Rail: Thank you! Yes. I was lucky to drive down and visit her in New Jersey. Seeing where she made her work was incredible. I mean, you could say that about every artist, but for Dodd, it’s like you’re driving into a Dodd painting.

Bradford: You could see spring everywhere, which she certainly puts in her paintings.

Rail: She certainly does. Alright, should we get going?

Bradford: Yes.

Rail: Katherine Bradford. You were born in 1942 in New York, and raised in Connecticut. Tell me about what brought you to art.
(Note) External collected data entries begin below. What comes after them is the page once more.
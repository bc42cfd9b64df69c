//! A user's role on an agency.

use immersion_core::types::{DbId, Timestamp};
use serde::{Deserialize, Serialize};
use sqlx::FromRow;

/// A row from the `user_agency_rights` table.
#[derive(Debug, Clone, FromRow, Serialize)]
pub struct UserAgencyRight {
    pub id: DbId,
    pub user_id: DbId,
    pub agency_id: DbId,
    pub role: String,
    pub is_notified_by_email: bool,
    pub created_at: Timestamp,
    pub updated_at: Timestamp,
}

/// One entry of a rights assignment made by the back-office.
#[derive(Debug, Clone, Deserialize)]
pub struct AgencyRightInput {
    pub agency_id: DbId,
    pub role: String,
    #[serde(default = "default_notified")]
    pub is_notified_by_email: bool,
}

fn default_notified() -> bool {
    true
}
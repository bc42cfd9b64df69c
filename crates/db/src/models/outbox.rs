//! Outbox event rows.

use immersion_core::types::{DbId, Timestamp};
use serde::Serialize;
use sqlx::FromRow;

/// Waiting for its first dispatch.
pub const OUTBOX_PENDING: &str = "pending";
/// Delivered to every subscriber.
pub const OUTBOX_PUBLISHED: &str = "published";
/// A subscriber failed; retried on the next crawl.
pub const OUTBOX_FAILED: &str = "failed";
/// Gave up after the maximum number of attempts.
pub const OUTBOX_QUARANTINED: &str = "quarantined";

/// A row from the `outbox` table.
#[derive(Debug, Clone, FromRow, Serialize)]
pub struct OutboxEvent {
    pub id: DbId,
    pub topic: String,
    pub payload: serde_json::Value,
    pub status: String,
    pub attempts: i32,
    pub last_error: Option<String>,
    pub occurred_at: Timestamp,
    pub published_at: Option<Timestamp>,
    pub created_at: Timestamp,
    pub updated_at: Timestamp,
}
Bradford: I was brought to art rather late, although looking back, I think I was more surrounded by a promising future than I thought, because my mother was the daughter of a prominent architect. She was a very visual person, and she talked to her children about what she was looking at constantly. She liked to take us to museums, and had a deep feeling for art. She loved Matisse. She wanted to have Matisse postcards around her when she washed the dishes. But she didn’t imagine that her daughter would want to be an artist, and was very against that.
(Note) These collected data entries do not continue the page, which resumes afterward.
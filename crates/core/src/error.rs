use crate::types::DbId;

#[derive(Debug, thiserror::Error)]
pub enum CoreError {
    #[error("Entity not found: {entity} with id {id}")]
    NotFound { entity: &'static str, id: DbId },

    /// Lookup by a natural key (e.g. a SIRET) rather than a database id.
    #[error("Entity not found: {entity} with key {key}")]
    NotFoundByKey { entity: &'static str, key: String },

    #[error("Validation failed: {0}")]
    Validation(String),

    #[error("Conflict: {0}")]
    Conflict(String),

    #[error("Unauthorized: {0}")]
    Unauthorized(String),

    #[error("Forbidden: {0}")]
    Forbidden(String),

    #[error("Internal error: {0}")]
    Internal(String),
}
Rail: Do you think you have to be born an artist, or do you think someone can become an artist?

Bradford: I think I demanded of life that it give me a chance. I remember the first time I gave a lecture. I substituted for someone who was sick, so I felt I had to prove myself, and I said to the guy who invited me, “I just want a chance. Give me a chance, I can do this.” That was very early on.

Rail: When was that?

Bradford: Probably in the eighties, when my chances were fewer.

Rail: What did giving that lecture do for you?

Bradford: It was fun talking to students who wrote down everything you said, and seemed willing to learn and listen to you. I realized that I liked talking about art. I could talk about art, and it would always be a lively conversation.

Rail: Do you remember what you said?

Bradford: I think I talked a little bit about not believing I really was an artist. You know, you don’t get a degree or a title. In those early years, some person in an official position said to me, “Well, are you an artist?” It was really embarrassing, because I felt I was somewhat of an imposter for a long time.

Rail: Why do you think that was?

Bradford: Because I had such a strong identity as being a wife and mother, and I had to shed that.

Rail: I think that’s interesting in terms of identity, and people feeling like they’re stifled in certain identities, and not knowing that they can be anything. I think that’s what your work gives people—this incredible sense of freedom and expansiveness. When I look at it, I see so many different things, but really I see possibility. You’re the artist, you can’t help what you create. But on the receiving end, it’s really quite magic.

Bradford: It’s not something I set out to do, but if you’re feeling that, I think it’s wonderful.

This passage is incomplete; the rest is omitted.